La Estación Darío y Maxi huele a fritos y suena a cumbia nostálgica. Pavón le pasa por la puerta, sin la furia diaria. El tren fatiga el traca traca sin multitud, como un milagro de carnaval. La estación entera es un santuario. La muerte pasó su aliento sagrado y en las paredes y en el piso y en las columnas y en el túnel y en las escalinatas ellos están. Desangrándose otra vez.
Como Mariano Ferreyra en la esquina de Perdriel y Luján. Puesto a morirse por toda la historia en esa ochava de Barracas. Su silueta se cristaliza y se esfuma en la calle vacía. Donde lo vieron caerse con el pecho roto. Y morirse ahí, tan guevara, tan crístico, tan joven.

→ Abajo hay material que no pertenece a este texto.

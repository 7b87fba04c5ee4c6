//! OpenAPI / Swagger UI Documentation
//!
//! - Swagger UI: `http://localhost:8080/docs`
//! - OpenAPI JSON: `http://localhost:8080/api-docs/openapi.json`

use utoipa::OpenApi;

use crate::gateway::types::{HealthResponse, PipelineResponse};
use crate::lightweight::LightweightReport;
use crate::orchestrator::{ChannelStats, PipelineReport, WorkerStats};
use crate::service::ServiceStatus;
use crate::stages::AuditSummary;
use crate::stats::PipelineStatsSnapshot;
use crate::worker::WorkerState;

/// Main API Documentation struct
#[derive(OpenApi)]
#[openapi(
    info(
        title = "Forex Engine API",
        version = "1.0",
        description = "Start, stop and observe the bounded multi-stage forex trade pipeline.",
        license(
            name = "Apache 2.0",
            url = "https://www.apache.org/licenses/LICENSE-2.0"
        )
    ),
    servers(
        (url = "http://localhost:8080", description = "Development"),
    ),
    paths(
        crate::gateway::handlers::health::health_check,
        crate::gateway::handlers::pipeline::start_classic,
        crate::gateway::handlers::pipeline::stop_classic,
        crate::gateway::handlers::pipeline::start_lightweight,
        crate::gateway::handlers::pipeline::stop_lightweight,
        crate::gateway::handlers::pipeline::pipeline_status,
    ),
    components(
        schemas(
            HealthResponse,
            PipelineResponse,
            ServiceStatus,
            PipelineReport,
            LightweightReport,
            ChannelStats,
            WorkerStats,
            PipelineStatsSnapshot,
            AuditSummary,
            WorkerState,
        )
    ),
    tags(
        (name = "Pipeline", description = "Pipeline lifecycle control and status"),
        (name = "System", description = "Health checks and system info")
    )
)]
pub struct ApiDoc;

#[cfg(test)]
mod tests {
    use super::*;

    #[test]
    fn test_openapi_spec_generates() {
        let spec = ApiDoc::openapi();
        assert_eq!(spec.info.title, "Forex Engine API");
        assert_eq!(spec.info.version, "1.0");
    }

    #[test]
    fn test_openapi_json_serializable() {
        let json = ApiDoc::openapi().to_json().unwrap();
        assert!(json.contains("Forex Engine API"));
        assert!(json.contains("response_message"));
    }

    #[test]
    fn test_pipeline_endpoints_registered() {
        let paths = ApiDoc::openapi().paths;
        for path in [
            "/api/v1/health",
            "/api/concurrency/classic/start",
            "/api/concurrency/classic/stop",
            "/api/concurrency/lightweight/start",
            "/api/concurrency/lightweight/stop",
            "/api/concurrency/status",
        ] {
            assert!(paths.paths.contains_key(path), "missing {path}");
        }
    }
}
//! Pipeline statistics
//!
//! Lock-free counters shared by every stage worker. Readers take a
//! [`PipelineStatsSnapshot`] for reporting.

use std::sync::atomic::{AtomicU64, Ordering};

use serde::Serialize;
use utoipa::ToSchema;

use crate::models::TradeStatus;

/// Statistics for pipeline execution
#[derive(Debug, Default)]
pub struct PipelineStats {
    /// Trades synthesized and pushed by the producer
    pub trades_produced: AtomicU64,
    /// Trades that passed validation
    pub trades_validated: AtomicU64,
    /// Trades rejected by validation
    pub trades_rejected: AtomicU64,
    pub trades_enriched: AtomicU64,
    pub trades_settled: AtomicU64,
    /// Trades recorded by the terminal audit stage (including rejected ones)
    pub trades_audited: AtomicU64,
    /// Blocking operations woken by stop()
    pub interruptions: AtomicU64,
    /// Ticks that panicked or failed with a non-cancellation error
    pub tick_failures: AtomicU64,
}

impl PipelineStats {
    pub fn new() -> Self {
        Self::default()
    }

    pub fn incr_produced(&self) {
        self.trades_produced.fetch_add(1, Ordering::Relaxed);
    }

    /// Count a trade leaving a processing stage with `status`
    pub fn record_status(&self, status: TradeStatus) {
        let counter = match status {
            TradeStatus::New => &self.trades_produced,
            TradeStatus::Validated => &self.trades_validated,
            TradeStatus::Rejected => &self.trades_rejected,
            TradeStatus::Enriched => &self.trades_enriched,
            TradeStatus::Settled => &self.trades_settled,
            TradeStatus::Audited => return,
        };
        counter.fetch_add(1, Ordering::Relaxed);
    }

    pub fn incr_audited(&self) {
        self.trades_audited.fetch_add(1, Ordering::Relaxed);
    }

    pub fn incr_interrupted(&self) {
        self.interruptions.fetch_add(1, Ordering::Relaxed);
    }

    pub fn incr_tick_failure(&self) {
        self.tick_failures.fetch_add(1, Ordering::Relaxed);
    }

    /// Get snapshot of current stats
    pub fn snapshot(&self) -> PipelineStatsSnapshot {
        PipelineStatsSnapshot {
            trades_produced: self.trades_produced.load(Ordering::Relaxed),
            trades_validated: self.trades_validated.load(Ordering::Relaxed),
            trades_rejected: self.trades_rejected.load(Ordering::Relaxed),
            trades_enriched: self.trades_enriched.load(Ordering::Relaxed),
            trades_settled: self.trades_settled.load(Ordering::Relaxed),
            trades_audited: self.trades_audited.load(Ordering::Relaxed),
            interruptions: self.interruptions.load(Ordering::Relaxed),
            tick_failures: self.tick_failures.load(Ordering::Relaxed),
        }
    }
}

/// Immutable snapshot of stats (for reporting)
#[derive(Debug, Clone, Default, PartialEq, Eq, Serialize, ToSchema)]
pub struct PipelineStatsSnapshot {
    pub trades_produced: u64,
    pub trades_validated: u64,
    pub trades_rejected: u64,
    pub trades_enriched: u64,
    pub trades_settled: u64,
    pub trades_audited: u64,
    pub interruptions: u64,
    pub tick_failures: u64,
}

impl std::fmt::Display for PipelineStatsSnapshot {
    fn fmt(&self, f: &mut std::fmt::Formatter<'_>) -> std::fmt::Result {
        write!(
            f,
            "Pipeline Stats: produced={}, validated={}, rejected={}, enriched={}, settled={}, audited={}, interrupted={}, failures={}",
            self.trades_produced,
            self.trades_validated,
            self.trades_rejected,
            self.trades_enriched,
            self.trades_settled,
            self.trades_audited,
            self.interruptions,
            self.tick_failures
        )
    }
}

El pibe tendrá trece, no más. Arrastra una remera diez veces más grande que su cuerpo, que le cae hasta sus rodillas, agujereada, estirada de un lado, corta en el otro. Una camperita negra sobre los hombros, como si tuviera frío. Es gris como la remera. Tiene la piel ceniza. Parece haber salido de una boca de tormenta. Parece haber nacido en los intestinos del conurbano. Sale a pedir monedas y sospecha que vivirá corto, muy corto. Acaso ni lo sospecha. Se deja morir un poco todos los días. Cuando respira vidrio molido en sus pulmones.
Entre los palos borrachos de la 9 de Julio hay hogares sin paredes ni techos ni sala de estar. Un carrito de supermercado, un sillón con tres patas, una lata, un cajón de fruta con trapos para cambiarse. Una pila de diarios. Una garrafa con hornalla. Ella se consiguió una cama. En la tarde de franco de carnaval se tiró de costado, con la cabeza sostenida por uno de los brazos, a leer. Un par de horas con pretensión de paraíso. Después la lluvia, la noche, la ciudad más impiadosa. Y los redoblantes que suenan lejos, muy lejos. A la hora en que despiertan las brujas.

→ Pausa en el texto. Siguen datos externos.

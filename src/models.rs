// models.rs - Trade record and its status lifecycle

use std::fmt;

use chrono::{DateTime, Utc};
use rust_decimal::Decimal;
use serde::{Deserialize, Serialize};

use crate::core_types::{AccountId, BrokerId, CurrencyCode, TradeId};
use crate::error::PipelineError;

/// Scale used for amount, rate and converted amount
pub const MONEY_SCALE: u32 = 8;

/// Trade status - one per pipeline stage, plus REJECTED
///
/// ```text
/// NEW ──▶ VALIDATED ──▶ ENRICHED ──▶ SETTLED ──▶ AUDITED
///  │
///  └────▶ REJECTED
/// ```
#[derive(Debug, Clone, Copy, PartialEq, Eq, Hash, Serialize, Deserialize)]
#[serde(rename_all = "SCREAMING_SNAKE_CASE")]
pub enum TradeStatus {
    New,
    Validated,
    Enriched,
    Settled,
    Audited,
    Rejected,
}

impl TradeStatus {
    pub fn as_str(&self) -> &'static str {
        match self {
            TradeStatus::New => "NEW",
            TradeStatus::Validated => "VALIDATED",
            TradeStatus::Enriched => "ENRICHED",
            TradeStatus::Settled => "SETTLED",
            TradeStatus::Audited => "AUDITED",
            TradeStatus::Rejected => "REJECTED",
        }
    }

    /// Whether `self -> next` is a legal lifecycle step
    pub fn can_transition_to(&self, next: TradeStatus) -> bool {
        matches!(
            (self, next),
            (TradeStatus::New, TradeStatus::Validated)
                | (TradeStatus::New, TradeStatus::Rejected)
                | (TradeStatus::Validated, TradeStatus::Enriched)
                | (TradeStatus::Enriched, TradeStatus::Settled)
                | (TradeStatus::Settled, TradeStatus::Audited)
        )
    }

    /// REJECTED and AUDITED never move again
    pub fn is_terminal(&self) -> bool {
        matches!(self, TradeStatus::Rejected | TradeStatus::Audited)
    }
}

impl fmt::Display for TradeStatus {
    fn fmt(&self, f: &mut fmt::Formatter<'_>) -> fmt::Result {
        f.write_str(self.as_str())
    }
}

// ============================================================
// TRADE
// ============================================================

/// One unit of pipeline work.
///
/// Fields are private: a stage never mutates a trade in place, it consumes the
/// value and gets back a new one with an advanced status. The identifier is
/// carried over unchanged by every transition.
#[derive(Debug, Clone, PartialEq, Serialize, Deserialize)]
pub struct Trade {
    id: TradeId,
    account_id: AccountId,
    broker_id: BrokerId,
    from_currency: CurrencyCode,
    to_currency: CurrencyCode,
    units: u32,
    amount: Decimal,
    rate: Decimal,
    status: TradeStatus,
    created_at: DateTime<Utc>,
    #[serde(default, skip_serializing_if = "Option::is_none")]
    converted_amount: Option<Decimal>,
    #[serde(default, skip_serializing_if = "Option::is_none")]
    settled_at: Option<DateTime<Utc>>,
    #[serde(default, skip_serializing_if = "Option::is_none")]
    reject_reason: Option<String>,
}

impl Trade {
    /// Create a NEW trade
    #[allow(clippy::too_many_arguments)]
    pub fn new(
        id: TradeId,
        account_id: AccountId,
        broker_id: BrokerId,
        from_currency: impl Into<CurrencyCode>,
        to_currency: impl Into<CurrencyCode>,
        units: u32,
        amount: Decimal,
        rate: Decimal,
        created_at: DateTime<Utc>,
    ) -> Self {
        Self {
            id,
            account_id,
            broker_id,
            from_currency: from_currency.into(),
            to_currency: to_currency.into(),
            units,
            amount,
            rate,
            status: TradeStatus::New,
            created_at,
            converted_amount: None,
            settled_at: None,
            reject_reason: None,
        }
    }

    pub fn id(&self) -> &str {
        &self.id
    }

    pub fn account_id(&self) -> &str {
        &self.account_id
    }

    pub fn broker_id(&self) -> &str {
        &self.broker_id
    }

    pub fn from_currency(&self) -> &str {
        &self.from_currency
    }

    pub fn to_currency(&self) -> &str {
        &self.to_currency
    }

    pub fn units(&self) -> u32 {
        self.units
    }

    pub fn amount(&self) -> Decimal {
        self.amount
    }

    pub fn rate(&self) -> Decimal {
        self.rate
    }

    pub fn status(&self) -> TradeStatus {
        self.status
    }

    pub fn created_at(&self) -> DateTime<Utc> {
        self.created_at
    }

    /// `amount × rate`, set by the enrichment stage
    pub fn converted_amount(&self) -> Option<Decimal> {
        self.converted_amount
    }

    pub fn settled_at(&self) -> Option<DateTime<Utc>> {
        self.settled_at
    }

    pub fn reject_reason(&self) -> Option<&str> {
        self.reject_reason.as_deref()
    }

    // ------------------------------------------------------------
    // Transitions
    // ------------------------------------------------------------

    fn transition(mut self, next: TradeStatus) -> Result<Self, PipelineError> {
        if !self.status.can_transition_to(next) {
            return Err(PipelineError::InvalidTransition {
                trade_id: self.id,
                from: self.status,
                to: next,
            });
        }
        self.status = next;
        Ok(self)
    }

    pub fn validated(self) -> Result<Self, PipelineError> {
        self.transition(TradeStatus::Validated)
    }

    pub fn rejected(self, reason: impl Into<String>) -> Result<Self, PipelineError> {
        let mut trade = self.transition(TradeStatus::Rejected)?;
        trade.reject_reason = Some(reason.into());
        Ok(trade)
    }

    /// Attach the converted amount (`amount × rate`, rounded to [`MONEY_SCALE`])
    pub fn enriched(self) -> Result<Self, PipelineError> {
        let converted = (self.amount * self.rate).round_dp(MONEY_SCALE);
        let mut trade = self.transition(TradeStatus::Enriched)?;
        trade.converted_amount = Some(converted);
        Ok(trade)
    }

    pub fn settled(self, at: DateTime<Utc>) -> Result<Self, PipelineError> {
        let mut trade = self.transition(TradeStatus::Settled)?;
        trade.settled_at = Some(at);
        Ok(trade)
    }

    pub fn audited(self) -> Result<Self, PipelineError> {
        self.transition(TradeStatus::Audited)
    }
}

#[cfg(test)]
mod tests {
    use super::*;

    fn make_test_trade(id: &str) -> Trade {
        Trade::new(
            id.to_string(),
            "acc-1".to_string(),
            "broker-1".to_string(),
            "USD",
            "EUR",
            10,
            Decimal::new(150_000_000_000, MONEY_SCALE),
            Decimal::new(92_000_000, MONEY_SCALE),
            Utc::now(),
        )
    }

    #[test]
    fn test_new_trade_is_new() {
        let trade = make_test_trade("t1");
        assert_eq!(trade.status(), TradeStatus::New);
        assert_eq!(trade.id(), "t1");
        assert!(trade.converted_amount().is_none());
        assert!(trade.settled_at().is_none());
    }

    #[test]
    fn test_full_lifecycle_keeps_id() {
        let trade = make_test_trade("t1")
            .validated()
            .and_then(Trade::enriched)
            .and_then(|t| t.settled(Utc::now()))
            .and_then(Trade::audited)
            .unwrap();

        assert_eq!(trade.id(), "t1");
        assert_eq!(trade.status(), TradeStatus::Audited);
        assert!(trade.settled_at().is_some());
    }

    #[test]
    fn test_enriched_computes_converted_amount() {
        let trade = make_test_trade("t1").validated().unwrap().enriched().unwrap();
        // 1500 * 0.92
        assert_eq!(trade.converted_amount(), Some(Decimal::new(1380, 0)));
    }

    #[test]
    fn test_invalid_transition_rejected() {
        let err = make_test_trade("t1").settled(Utc::now()).unwrap_err();
        match err {
            PipelineError::InvalidTransition { trade_id, from, to } => {
                assert_eq!(trade_id, "t1");
                assert_eq!(from, TradeStatus::New);
                assert_eq!(to, TradeStatus::Settled);
            }
            other => panic!("unexpected error: {other:?}"),
        }
    }

    #[test]
    fn test_rejected_is_terminal() {
        let trade = make_test_trade("t1").rejected("units must be positive").unwrap();
        assert_eq!(trade.reject_reason(), Some("units must be positive"));
        assert!(trade.status().is_terminal());
        assert!(trade.validated().is_err());
    }

    #[test]
    fn test_status_serializes_upper_case() {
        let json = serde_json::to_string(&TradeStatus::Validated).unwrap();
        assert_eq!(json, "\"VALIDATED\"");
        assert_eq!(TradeStatus::New.to_string(), "NEW");
    }
}
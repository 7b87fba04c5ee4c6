//! Cancel Token - per-worker stop signal
//!
//! A token is an atomic flag plus an interruptible wait. Blocking channel
//! operations take a `&CancelToken` and check it under the channel mutex, so a
//! `cancel()` followed by [`crate::channel::BoundedChannel::interrupt`] can
//! never be missed by a waiter.

use std::sync::Arc;
use std::sync::atomic::{AtomicBool, Ordering};
use std::time::{Duration, Instant};

use parking_lot::{Condvar, Mutex};

#[derive(Debug, Default)]
struct Inner {
    cancelled: AtomicBool,
    lock: Mutex<()>,
    cond: Condvar,
}

/// Cloneable cancellation signal shared between a worker and its controller
#[derive(Debug, Clone, Default)]
pub struct CancelToken {
    inner: Arc<Inner>,
}

impl CancelToken {
    pub fn new() -> Self {
        Self::default()
    }

    /// Request cancellation and wake anyone parked in [`CancelToken::wait_timeout`]
    pub fn cancel(&self) {
        self.inner.cancelled.store(true, Ordering::Release);
        let _guard = self.inner.lock.lock();
        self.inner.cond.notify_all();
    }

    pub fn is_cancelled(&self) -> bool {
        self.inner.cancelled.load(Ordering::Acquire)
    }

    /// Sleep for `timeout` unless cancelled first.
    ///
    /// Returns `true` if the token was (or became) cancelled.
    pub fn wait_timeout(&self, timeout: Duration) -> bool {
        // past the clock's range: wait until cancelled
        let deadline = Instant::now().checked_add(timeout);
        let mut guard = self.inner.lock.lock();
        while !self.is_cancelled() {
            match deadline {
                Some(deadline) => {
                    if self.inner.cond.wait_until(&mut guard, deadline).timed_out() {
                        break;
                    }
                }
                None => self.inner.cond.wait(&mut guard),
            }
        }
        self.is_cancelled()
    }
}

#[cfg(test)]
mod tests {
    use super::*;
    use std::thread;

    #[test]
    fn test_token_starts_uncancelled() {
        let token = CancelToken::new();
        assert!(!token.is_cancelled());
        assert!(!token.wait_timeout(Duration::from_millis(5)));
    }

    #[test]
    fn test_cancel_visible_to_clones() {
        let token = CancelToken::new();
        let clone = token.clone();
        token.cancel();
        assert!(clone.is_cancelled());
        assert!(clone.wait_timeout(Duration::from_secs(10)));
    }

    #[test]
    fn test_cancel_wakes_waiter_promptly() {
        let token = CancelToken::new();
        let waiter = token.clone();

        let handle = thread::spawn(move || {
            let start = Instant::now();
            let cancelled = waiter.wait_timeout(Duration::from_secs(30));
            (cancelled, start.elapsed())
        });

        thread::sleep(Duration::from_millis(20));
        token.cancel();

        let (cancelled, waited) = handle.join().unwrap();
        assert!(cancelled);
        assert!(waited < Duration::from_secs(5));
    }

    #[test]
    fn test_max_timeout_on_cancelled_token() {
        let token = CancelToken::new();
        token.cancel();
        assert!(token.wait_timeout(Duration::MAX));
    }

    #[test]
    fn test_max_timeout_woken_by_cancel() {
        let token = CancelToken::new();
        let waiter = token.clone();
        let handle = thread::spawn(move || waiter.wait_timeout(Duration::MAX));

        thread::sleep(Duration::from_millis(20));
        token.cancel();
        assert!(handle.join().unwrap());
    }
}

Eligió para dormir la vidriera de una esquina brillante de Recoleta. En la vereda se la vio arrodillada, con un vestido de flores oscuras, rascándose la espalda de abajo hacia arriba, con las dos manos. El pelo impenetrable. Negro negrísimo. Y ella en otro mundo. Sin nada. A media cuadra, es feriado de carnaval.
El río alarga su lengua envenenada. Estira sus dedos de plomo y se lleva a los niños que nacen, respiran y crecen a duras penas a su alrededor. Los devuelve rotos, infectados, con la cabeza fatigada, con los pulmones ajados. Sin poder multiplicar ni llenarse de aire. Recortados, talados por la suerte que les tocó. Nacer a la orilla del Riachuelo y arrastrar la condena del veneno que llueve de la panza de la producción. Y que los convierte en su cloaca.
Apenas una lata de dulce de membrillo redobla bajo el golpe de la cuchara. Es todo el carnaval del caserío. Que respira apenas el olor pesado que para ellos tiene el porvenir.
Marzo bosteza y hace un calor desconcertado. Es feriado para la murga y la máscara embriagada por las calles. Todos se fueron, dicen. No hay un nadie en las calles puestas a dormir.
Pero hay los que están y no se van nunca. Sin redoblantes ni lentejuelas. Sin carnaval.